American Educational Thought: Essays from 1640-1940 contains primary source readings from the mid 1600s to 1940. The goal of the work is to provide teachers, contemporary scholars of education, and policymakers with the most significant arguments made on the subject of American education during this time period. In this second edition of the book, the editors have included numerous new works that open up new possibilities for discussion, represent more wide-ranging viewpoints, and provide even richer context for making sense of American educational thought.

Editors

Andrew J. Milson is a professor of history and geography at the University of Texas at Arlington. His latest book, Arkansas Travelers: Geographies of Exploration and Perception, 1804-1834 (University of Arkansas Press, 2019) tells the stories of the travels of William Dunbar, Henry R. Schoolcraft, Thomas Nuttall, and G.W. Featherstonhaugh on the Arkansas frontier.

Chara Haeussler Bohan is a professor in the Department of Educational Policy Studies in the College of Education & Human Development at Georgia State University.  She is a member of the Social Foundations program faculty, where she specializes in educational history, curriculum, and gender.  She has diverse teaching experiences in urban high needs schools as well as elite private secondary schools.

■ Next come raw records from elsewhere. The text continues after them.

use thiserror::Error;

/// Main error type for the crate.
/// Aggregates errors from the standard library, dependencies and internal modules.
#[derive(Error, Debug)]
pub enum CfoError {
    #[error("{0}")]
    WithContextError(String),

    // Standard library errors
    #[error("{0}")]
    IoError(#[from] std::io::Error),

    #[error("{0}")]
    ParseIntError(#[from] std::num::ParseIntError),

    #[error("{0}")]
    PatternError(#[from] glob::PatternError),

    // Third-party library errors
    #[error("{0}")]
    ZipError(#[from] zip::result::ZipError),

    #[error("{0}")]
    XmlError(#[from] quick_xml::Error),

    #[error("{0}")]
    XmlEncodingError(#[from] quick_xml::encoding::EncodingError),

    #[error("{0}")]
    XmlAttributeError(#[from] quick_xml::events::attributes::AttrError),

    // Helper module errors
    #[error("{0}")]
    XmlHelperError(#[from] crate::helpers::xml::XmlError),

    // Reading errors
    #[error("{0}")]
    SpreadsheetError(#[from] crate::spreadsheet::SpreadsheetError),

    #[error("{0}")]
    OdsError(#[from] crate::spreadsheet::ods::OdsError),

    #[error("{0}")]
    PdfError(#[from] crate::pdf::PdfError),

    // Answering errors
    #[error("{0}")]
    ConfigError(#[from] crate::config::ConfigError),

    #[error("{0}")]
    ServiceError(#[from] crate::llm::ServiceError),
}

pub trait ResultMessage {
    fn with_prefix(self, message: &str) -> Self;
}

impl<T> ResultMessage for Result<T, CfoError> {
    fn with_prefix(self, message: &str) -> Self {
        self.map_err(|e| CfoError::WithContextError(format!("{}: {}", message, e)))
    }
}

#[cfg(test)]
mod tests {
    use super::*;

    #[test]
    fn with_prefix_keeps_ok() {
        let result: Result<u8, CfoError> = Ok(1);
        assert_eq!(result.with_prefix("sales.xlsx").unwrap(), 1);
    }

    #[test]
    fn with_prefix_names_the_source() {
        let result: Result<u8, CfoError> = Err(CfoError::WithContextError("broken".to_owned()));
        let message = result.with_prefix("sales.xlsx").unwrap_err().to_string();
        assert_eq!(message, "sales.xlsx: broken");
    }
}
//! Container and markup helpers used by the spreadsheet readers
pub(crate) mod xml;
pub(crate) mod zip;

She has more than 80 publications, which include book chapters and research articles in leading journals such as Action in Teacher Education, Curriculum and Teaching Dialogue, Educational Foundations, Journal of Excellence in College Teaching, Journal of Curriculum and Supervision, Journal of Social Studies Research, Social Education, Social Studies and the Young Learner, Social Studies Research and Practice, Theory and Research in Social Education, and Vitae Scholasticae.

Perry L. Glanzer (B.A., Rice University; M.A., Baylor University; Ph.D., University of Southern California) is Professor of Educational Foundations at Baylor University and a Resident Scholar with Baylor Institute for Studies of Religion.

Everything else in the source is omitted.